Cape May County on Tuesday night approved a plan to create a special historic district at the Cape May Airport that would include several surviving buildings from a World War II naval air station.
The Board of Chosen Freeholders approved the plan for the county-owned airport unanimously. Freeholder Bill Morey, an aviator who keeps his private plane at the airport, said the proposal still needs to be approved by the State Historic Preservation Office, which is expected to act in March.
Morey said the district will be a boost to the Naval Air Station Wildwood Museum, which displays antique aircraft in the 92,000-square-foot wooden post-and-beam hangar built when the site was a training base for World War II dive bombers.

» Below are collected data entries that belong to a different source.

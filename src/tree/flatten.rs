//! Depth-first flattening of the hierarchy into an indexed graph.

use crate::tree::node::OrgNode;
use petgraph::graph::{DiGraph, NodeIndex};

/// One flattened node. Indices are assigned in pre-order visitation order,
/// are globally unique, and serve as the vertex identifiers; labels are
/// display text only and duplicates are never merged.
#[derive(Debug, Clone, PartialEq, Eq)]
pub struct TreeRecord {
    pub index: usize,
    pub label: String,
    pub depth: usize,
}

/// Flat view of a hierarchy: records in pre-order, a directed graph with one
/// vertex per record, and the parent->child edge list in insertion order.
#[derive(Debug, Default)]
pub struct TreeIndex {
    pub records: Vec<TreeRecord>,
    pub graph: DiGraph<String, ()>,
    pub edges: Vec<(usize, usize)>,
}

impl TreeIndex {
    /// Flatten a whole tree. The root becomes vertex 0 at depth 0 and the
    /// result is connected, with exactly `records.len() - 1` edges.
    pub fn from_root(root: &OrgNode) -> Self {
        Self::from_children(std::slice::from_ref(root))
    }

    /// Flatten a sibling sequence. The siblings land at depth 0 and each
    /// keeps its own subtree, so several siblings yield a forest.
    pub fn from_children(children: &[OrgNode]) -> Self {
        let mut index = Self::default();
        index.visit(children, None, 0);
        index
    }

    fn visit(&mut self, siblings: &[OrgNode], parent: Option<usize>, depth: usize) {
        for node in siblings {
            let number = self.records.len();
            self.records.push(TreeRecord {
                index: number,
                label: node.label().to_string(),
                depth,
            });
            let vertex = self.graph.add_node(node.label().to_string());
            debug_assert_eq!(vertex.index(), number);

            if let Some(parent) = parent {
                self.graph.add_edge(NodeIndex::new(parent), vertex, ());
                self.edges.push((parent, number));
            }

            if let OrgNode::Branch(_, children) = node {
                self.visit(children, Some(number), depth + 1);
            }
        }
    }

    pub fn len(&self) -> usize {
        self.records.len()
    }

    pub fn is_empty(&self) -> bool {
        self.records.is_empty()
    }
}
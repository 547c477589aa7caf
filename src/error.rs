//! Error taxonomy for the harvest pipeline.
//!
//! Fetch and discovery failures abort the whole run; only tabular parse
//! exhaustion is recovered (the affected source degrades to a childless
//! branch in the tree).

use std::path::PathBuf;
use thiserror::Error;

/// Network-level failure while fetching a resource. Never retried.
#[derive(Debug, Error)]
pub enum FetchError {
    #[error("request to {url} failed")]
    Network {
        url: String,
        #[source]
        source: reqwest::Error,
    },
    #[error("{url} returned HTTP {status}")]
    Status { url: String, status: u16 },
    #[error("failed to write {path}")]
    Io {
        path: PathBuf,
        #[source]
        source: std::io::Error,
    },
}

/// An expected link or URL shape was missing from a fetched page,
/// meaning the portal changed its layout or text.
#[derive(Debug, Error)]
pub enum DiscoveryError {
    #[error("cannot derive a scheme+host prefix from {url}")]
    MalformedUrl { url: String },
    #[error("no subordinate-organization listing link on {url}")]
    ListingLinkNotFound { url: String },
    #[error("no .csv link on {url}")]
    CsvLinkNotFound { url: String },
}

/// One encoding+delimiter combination failed to parse a CSV file.
///
/// Internal to the tabular extractor: exhaustion of all combinations
/// degrades to an empty column, it never aborts the run.
#[derive(Debug, Error)]
pub enum TabularError {
    #[error("{encoding} decoding produced replacement characters")]
    Decode { encoding: &'static str },
    #[error("header row has {found} column(s), need at least 2")]
    TooFewColumns { found: usize },
    #[error("malformed record")]
    Record(#[from] csv::Error),
    #[error("record {row} has no second column")]
    MissingColumn { row: usize },
}

/// Configuration loading or validation failure, surfaced before any
/// network work starts.
#[derive(Debug, Error)]
pub enum ConfigError {
    #[error("failed to read config file {path}")]
    Read {
        path: PathBuf,
        #[source]
        source: std::io::Error,
    },
    #[error("failed to parse config file {path}")]
    Parse {
        path: PathBuf,
        #[source]
        source: serde_json::Error,
    },
    #[error("source {name} has invalid url {url}")]
    InvalidUrl { name: String, url: String },
}

/// Chart output failure.
#[derive(Debug, Error)]
pub enum RenderError {
    #[error("failed to write chart to {path}")]
    Write {
        path: PathBuf,
        #[source]
        source: std::io::Error,
    },
}

/// Any failure that aborts a harvest run.
#[derive(Debug, Error)]
pub enum HarvestError {
    #[error(transparent)]
    Fetch(#[from] FetchError),
    #[error(transparent)]
    Discovery(#[from] DiscoveryError),
}
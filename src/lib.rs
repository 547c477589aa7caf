//! Orgtree maps government open-data portals into an agency subordination
//! tree and renders it as an interactive chart.
//!
//! The pipeline runs strictly forward: fetch a portal's landing page, follow
//! the subordinate-organization listing link, download the CSV it points to,
//! extract the organization column, then flatten the assembled hierarchy
//! into an indexed graph, lay it out, and draw it.

pub mod acquisition;
pub mod cli;
pub mod config;
pub mod error;
pub mod harvest;
pub mod render;
pub mod tree;
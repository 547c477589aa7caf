//! Anchor discovery on scraped portal pages.
//!
//! Two-stage resolution: find the subordinate-organization listing link by
//! its visible text, then on the listing page find the `.csv` download link.
//! Relative hrefs are absolutized against the page's scheme+host prefix.

use crate::error::DiscoveryError;
use regex::Regex;
use scraper::{Html, Selector};
use std::sync::OnceLock;

/// Anchor-text phrases marking the listing-page link, in priority order.
/// The first phrase wins wherever both could match.
const LISTING_PHRASES: [&str; 2] = [
    "Перечень подведомственных",
    "Организации, находящиеся в ведении",
];

fn site_prefix_pattern() -> &'static Regex {
    static PATTERN: OnceLock<Regex> = OnceLock::new();
    PATTERN.get_or_init(|| Regex::new(r"^http(s)?://[a-z]+\.[a-z]+").expect("valid pattern"))
}

fn anchor_selector() -> &'static Selector {
    static SELECTOR: OnceLock<Selector> = OnceLock::new();
    SELECTOR.get_or_init(|| Selector::parse("a").expect("valid selector"))
}

/// Scheme+host prefix of a URL via the fixed anchored pattern.
///
/// Multi-label hosts truncate after the second label; callers that need the
/// real authority use `url::Url` instead.
pub fn site_prefix(url: &str) -> Result<String, DiscoveryError> {
    site_prefix_pattern()
        .find(url)
        .map(|m| m.as_str().to_string())
        .ok_or_else(|| DiscoveryError::MalformedUrl {
            url: url.to_string(),
        })
}

/// Absolutize an href against the page it was found on. The prefix is only
/// derived when the href is actually relative, so absolute hrefs resolve
/// even from pages whose URL defeats the prefix pattern.
fn absolutize(href: &str, page_url: &str) -> Result<String, DiscoveryError> {
    if href.starts_with("http") {
        Ok(href.to_string())
    } else {
        Ok(format!("{}{href}", site_prefix(page_url)?))
    }
}

/// Decode fetched markup: clean UTF-8 as-is, anything else as windows-1251
/// (the prevailing legacy encoding on these portals).
fn decode_markup(raw: &[u8]) -> String {
    let (text, _, had_errors) = encoding_rs::UTF_8.decode(raw);
    if !had_errors {
        return text.into_owned();
    }
    let (text, _, _) = encoding_rs::WINDOWS_1251.decode(raw);
    text.into_owned()
}

/// Find the listing-page link on a landing page by anchor text.
///
/// Scans all anchors for the first phrase before falling back to the
/// second. Fails when no anchor matches, which signals that the portal
/// changed its layout or wording.
pub fn find_listing_link(markup: &[u8], page_url: &str) -> Result<String, DiscoveryError> {
    let html = decode_markup(markup);
    let document = Html::parse_document(&html);

    for phrase in LISTING_PHRASES {
        for anchor in document.select(anchor_selector()) {
            let text: String = anchor.text().collect();
            if !text.contains(phrase) {
                continue;
            }
            if let Some(href) = anchor.value().attr("href") {
                return absolutize(href, page_url);
            }
        }
    }

    Err(DiscoveryError::ListingLinkNotFound {
        url: page_url.to_string(),
    })
}

/// Find the first `.csv` download link on a listing page.
pub fn find_csv_link(markup: &[u8], page_url: &str) -> Result<String, DiscoveryError> {
    let html = decode_markup(markup);
    let document = Html::parse_document(&html);

    for anchor in document.select(anchor_selector()) {
        if let Some(href) = anchor.value().attr("href") {
            if href.ends_with(".csv") {
                return absolutize(href, page_url);
            }
        }
    }

    Err(DiscoveryError::CsvLinkNotFound {
        url: page_url.to_string(),
    })
}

The district would also include a second hangar dating to Naval Air Station Wildwood that the county currently leases to Penn Turbo Aviation as well as the original terminal building that now houses a restaurant. It also includes about 12 acres of ground.
“It enhances the visibility and puts it on a better platform for grants and funding. It creates a zone where the preservation effort can flourish,” Morey said.
Joe Salvatore, who directs the museum, hired architectural historian Joan Berkey and funded the effort to get historic designation, though he pushed for a larger area that included the 12 remaining World War II buildings and several runways. Salvatore had wanted to start a U.S. Coast Guard museum in a nearby World War II mess hall that served enlisted men from 1942-1945.
The county and the Delaware River & Bay Authority, which leases much of the airport, said the building was to far gone and needs to be demolished.
Salvatore’s original plan was strongly opposed by the county, the DRBA, the Federal Aviation Administration and pilots who use the airport.
Morey said the original proposal ended up in litigation, which the new agreement ends, and stopped progress at the Lower Township-based airfield by the county and the DRBA. He said the scaled-back proposal has been approved by all parties except the state.
“We free the rest of the airport up for development. The airport was being held hostage to the proposal. This is a win for tourism, historic preservation, and development. This had to get resolved,” Morey said.
Berkey said the three buildings in the district have “the highest level of integrity” of the remaining World War II buildings.
“We decided half a loaf is better than no loaf at all,” Berkey said.
A book on NASW written by Salvatore and Berkey said the training airfield had 126 buildings during the war. After the war ended and the base closed, 79 of them were sold and moved off site. Others have slowly decayed or been replaced as other uses at the airport, which also serves as a light industrial park, arose.
Berkey said becoming a historic district will make projects eligible for tax credits and historic preservation money. She noted the Penn Turbo Aviation hangar has modern siding but the original siding and windows are still there.
“There is still talk of establishing a U.S. Coast Guard museum. There is no Coast Guard museum anywhere and it would be a natural to have it in Cape May County. There are a lot of possibilities for those buildings,” Berkey said.
Salvatore said the Penn Turbo hangar was built late in the war and wasn’t used that much. Berkey said the terminal building was one of the first that was built.
NASW covered almost 943 acres during the war and accommodated about 200 planes. Use peaked in October 1944 with 16,994 takeoffs and landings as pilots dive-bombed on targets before heading overseas to fight the Japanese and the Germans. At least 42 naval aviators lost their lives during training.
The freeholders approved a Memorandum of Agreement, or MOA, between the county, DRBA, FAA, State Historic Preservation Office, NASW Foundation, Lower Township, Lower Township MUA and Berkey.